[Collected data]
━━━━━━━━━━
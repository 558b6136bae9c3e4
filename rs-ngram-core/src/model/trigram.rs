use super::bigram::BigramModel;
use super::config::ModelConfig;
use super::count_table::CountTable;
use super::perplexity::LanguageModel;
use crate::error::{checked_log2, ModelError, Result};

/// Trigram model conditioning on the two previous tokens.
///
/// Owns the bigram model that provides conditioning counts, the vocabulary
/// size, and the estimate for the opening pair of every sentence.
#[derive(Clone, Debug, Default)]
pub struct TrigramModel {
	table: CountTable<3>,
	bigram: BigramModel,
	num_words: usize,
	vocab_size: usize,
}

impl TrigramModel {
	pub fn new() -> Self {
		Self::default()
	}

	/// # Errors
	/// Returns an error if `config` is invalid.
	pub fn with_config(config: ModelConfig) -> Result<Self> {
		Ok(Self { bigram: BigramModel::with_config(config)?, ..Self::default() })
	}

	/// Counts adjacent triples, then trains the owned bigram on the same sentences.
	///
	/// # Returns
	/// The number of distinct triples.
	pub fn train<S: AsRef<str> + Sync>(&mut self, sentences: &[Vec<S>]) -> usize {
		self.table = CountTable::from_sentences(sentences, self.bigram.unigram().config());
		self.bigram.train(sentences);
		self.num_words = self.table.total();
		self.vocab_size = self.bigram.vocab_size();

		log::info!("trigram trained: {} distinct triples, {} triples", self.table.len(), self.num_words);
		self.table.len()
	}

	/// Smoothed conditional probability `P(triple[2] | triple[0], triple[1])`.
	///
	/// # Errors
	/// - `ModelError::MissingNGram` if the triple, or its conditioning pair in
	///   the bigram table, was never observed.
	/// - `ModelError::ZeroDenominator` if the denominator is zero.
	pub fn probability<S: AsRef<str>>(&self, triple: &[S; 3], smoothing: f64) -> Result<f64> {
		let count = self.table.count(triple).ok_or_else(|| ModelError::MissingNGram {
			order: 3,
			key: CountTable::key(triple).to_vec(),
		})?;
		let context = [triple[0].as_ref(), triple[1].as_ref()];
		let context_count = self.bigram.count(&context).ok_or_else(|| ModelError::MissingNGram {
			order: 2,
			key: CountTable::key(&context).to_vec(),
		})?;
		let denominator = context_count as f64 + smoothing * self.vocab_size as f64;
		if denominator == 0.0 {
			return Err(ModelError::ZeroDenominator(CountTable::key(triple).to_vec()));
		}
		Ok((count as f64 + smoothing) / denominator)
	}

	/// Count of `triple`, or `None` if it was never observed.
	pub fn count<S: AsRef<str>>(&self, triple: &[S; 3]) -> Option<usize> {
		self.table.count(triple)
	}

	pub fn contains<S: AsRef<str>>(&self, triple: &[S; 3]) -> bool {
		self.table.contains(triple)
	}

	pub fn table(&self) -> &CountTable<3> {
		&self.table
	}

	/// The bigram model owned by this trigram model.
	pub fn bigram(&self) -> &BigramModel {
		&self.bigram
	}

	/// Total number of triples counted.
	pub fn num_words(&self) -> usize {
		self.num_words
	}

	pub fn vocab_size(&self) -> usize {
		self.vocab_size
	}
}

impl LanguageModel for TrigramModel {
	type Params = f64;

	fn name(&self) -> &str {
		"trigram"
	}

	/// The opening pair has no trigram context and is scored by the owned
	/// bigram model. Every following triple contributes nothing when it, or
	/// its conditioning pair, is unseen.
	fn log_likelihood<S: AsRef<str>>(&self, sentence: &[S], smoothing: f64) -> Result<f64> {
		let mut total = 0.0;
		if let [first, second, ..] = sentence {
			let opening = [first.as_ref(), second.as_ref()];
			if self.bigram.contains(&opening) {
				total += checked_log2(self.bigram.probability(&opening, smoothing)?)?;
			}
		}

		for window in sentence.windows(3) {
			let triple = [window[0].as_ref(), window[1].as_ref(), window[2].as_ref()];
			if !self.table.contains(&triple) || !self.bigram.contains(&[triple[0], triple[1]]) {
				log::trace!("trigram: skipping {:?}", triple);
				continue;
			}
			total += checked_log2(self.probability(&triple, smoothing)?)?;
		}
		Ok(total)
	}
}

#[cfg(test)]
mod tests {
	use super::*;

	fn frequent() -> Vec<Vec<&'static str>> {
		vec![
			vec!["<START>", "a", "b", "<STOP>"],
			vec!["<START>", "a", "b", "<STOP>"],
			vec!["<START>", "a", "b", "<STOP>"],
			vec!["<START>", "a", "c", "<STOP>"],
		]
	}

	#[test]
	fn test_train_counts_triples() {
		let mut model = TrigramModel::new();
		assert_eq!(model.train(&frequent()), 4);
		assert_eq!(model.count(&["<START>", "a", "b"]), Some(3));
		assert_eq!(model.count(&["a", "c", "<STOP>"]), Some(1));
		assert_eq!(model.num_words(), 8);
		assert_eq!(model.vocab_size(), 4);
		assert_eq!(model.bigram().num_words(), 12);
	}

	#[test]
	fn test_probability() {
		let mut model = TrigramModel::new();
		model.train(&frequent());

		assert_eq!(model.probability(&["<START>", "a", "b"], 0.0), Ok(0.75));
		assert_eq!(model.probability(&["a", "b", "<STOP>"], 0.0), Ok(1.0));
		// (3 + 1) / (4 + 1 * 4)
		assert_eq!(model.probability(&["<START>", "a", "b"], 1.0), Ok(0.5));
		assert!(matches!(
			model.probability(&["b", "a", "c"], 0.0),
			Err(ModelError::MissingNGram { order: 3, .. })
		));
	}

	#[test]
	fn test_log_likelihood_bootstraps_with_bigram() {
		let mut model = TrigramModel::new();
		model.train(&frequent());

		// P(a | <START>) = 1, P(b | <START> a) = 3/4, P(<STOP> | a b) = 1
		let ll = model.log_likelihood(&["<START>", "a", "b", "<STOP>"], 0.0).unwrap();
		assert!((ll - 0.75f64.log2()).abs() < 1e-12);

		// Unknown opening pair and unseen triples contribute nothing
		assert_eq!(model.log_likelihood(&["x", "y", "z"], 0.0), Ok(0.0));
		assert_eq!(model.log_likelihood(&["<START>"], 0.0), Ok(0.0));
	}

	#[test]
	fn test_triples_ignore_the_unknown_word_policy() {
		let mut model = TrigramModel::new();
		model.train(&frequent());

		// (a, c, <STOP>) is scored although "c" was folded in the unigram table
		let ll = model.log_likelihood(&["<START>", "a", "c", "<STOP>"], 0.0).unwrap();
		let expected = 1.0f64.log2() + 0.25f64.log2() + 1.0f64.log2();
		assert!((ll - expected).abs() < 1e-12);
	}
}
━━━━━━━━━━
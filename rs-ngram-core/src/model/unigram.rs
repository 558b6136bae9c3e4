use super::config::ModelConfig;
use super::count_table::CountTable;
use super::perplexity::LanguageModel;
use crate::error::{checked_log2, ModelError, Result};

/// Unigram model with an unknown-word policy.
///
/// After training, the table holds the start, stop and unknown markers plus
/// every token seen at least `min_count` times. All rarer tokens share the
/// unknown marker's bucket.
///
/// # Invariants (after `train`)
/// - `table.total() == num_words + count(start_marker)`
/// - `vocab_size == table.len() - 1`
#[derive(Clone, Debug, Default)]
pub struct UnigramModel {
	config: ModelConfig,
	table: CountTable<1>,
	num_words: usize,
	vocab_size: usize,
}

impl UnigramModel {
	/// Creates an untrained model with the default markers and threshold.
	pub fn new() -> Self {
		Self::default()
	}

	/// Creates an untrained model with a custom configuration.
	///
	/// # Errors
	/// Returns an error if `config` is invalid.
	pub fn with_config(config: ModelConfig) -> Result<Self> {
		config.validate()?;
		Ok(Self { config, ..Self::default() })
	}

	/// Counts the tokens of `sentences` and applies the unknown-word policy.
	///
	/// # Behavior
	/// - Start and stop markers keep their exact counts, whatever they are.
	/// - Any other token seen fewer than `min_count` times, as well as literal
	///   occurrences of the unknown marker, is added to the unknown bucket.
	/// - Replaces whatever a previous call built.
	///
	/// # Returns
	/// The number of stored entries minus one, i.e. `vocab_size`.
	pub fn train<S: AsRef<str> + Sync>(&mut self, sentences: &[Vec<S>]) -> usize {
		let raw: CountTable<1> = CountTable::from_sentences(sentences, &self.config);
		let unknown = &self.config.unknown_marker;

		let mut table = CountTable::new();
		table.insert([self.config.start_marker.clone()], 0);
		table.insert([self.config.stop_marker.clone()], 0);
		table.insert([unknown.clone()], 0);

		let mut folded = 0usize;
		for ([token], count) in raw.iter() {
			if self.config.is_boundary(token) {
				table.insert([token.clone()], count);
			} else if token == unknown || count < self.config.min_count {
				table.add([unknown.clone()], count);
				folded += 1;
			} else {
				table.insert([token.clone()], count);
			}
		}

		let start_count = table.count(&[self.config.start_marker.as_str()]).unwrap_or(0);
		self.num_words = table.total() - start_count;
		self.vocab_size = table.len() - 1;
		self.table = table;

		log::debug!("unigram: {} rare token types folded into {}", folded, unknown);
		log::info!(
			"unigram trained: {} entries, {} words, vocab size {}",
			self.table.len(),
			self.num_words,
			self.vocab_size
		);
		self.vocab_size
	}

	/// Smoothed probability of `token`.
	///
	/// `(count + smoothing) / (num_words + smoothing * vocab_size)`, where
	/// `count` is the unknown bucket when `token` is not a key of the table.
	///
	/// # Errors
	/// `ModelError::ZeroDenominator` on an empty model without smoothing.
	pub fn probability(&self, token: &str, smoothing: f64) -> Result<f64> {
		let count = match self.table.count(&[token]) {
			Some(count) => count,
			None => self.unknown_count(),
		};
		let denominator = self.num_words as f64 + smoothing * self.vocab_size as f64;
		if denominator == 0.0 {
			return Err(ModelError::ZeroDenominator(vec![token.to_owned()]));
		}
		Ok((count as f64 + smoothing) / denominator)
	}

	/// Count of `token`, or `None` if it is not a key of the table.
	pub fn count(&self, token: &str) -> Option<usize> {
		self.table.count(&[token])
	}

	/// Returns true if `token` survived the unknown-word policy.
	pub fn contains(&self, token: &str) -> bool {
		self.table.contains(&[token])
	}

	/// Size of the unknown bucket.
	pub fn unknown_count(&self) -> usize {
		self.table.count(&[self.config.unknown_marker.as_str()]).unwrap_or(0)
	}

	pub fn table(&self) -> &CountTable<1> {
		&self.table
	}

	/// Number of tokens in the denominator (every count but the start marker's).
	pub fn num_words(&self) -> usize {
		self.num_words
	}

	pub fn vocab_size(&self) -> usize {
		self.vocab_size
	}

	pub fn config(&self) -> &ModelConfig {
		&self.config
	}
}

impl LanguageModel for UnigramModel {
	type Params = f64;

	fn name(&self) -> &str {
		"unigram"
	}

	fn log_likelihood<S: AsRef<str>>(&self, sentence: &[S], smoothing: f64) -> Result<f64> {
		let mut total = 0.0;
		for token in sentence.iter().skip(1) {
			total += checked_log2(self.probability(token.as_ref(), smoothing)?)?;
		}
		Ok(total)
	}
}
━━━━━━━━━━
Find every line in the records that contains the word "conditioning"; copy those lines.

/// Trigram model conditioning on the two previous tokens.
/// Owns the bigram model that provides conditioning counts, the vocabulary
	/// - `ModelError::MissingNGram` if the triple, or its conditioning pair in
	/// its conditioning pair, is unseen.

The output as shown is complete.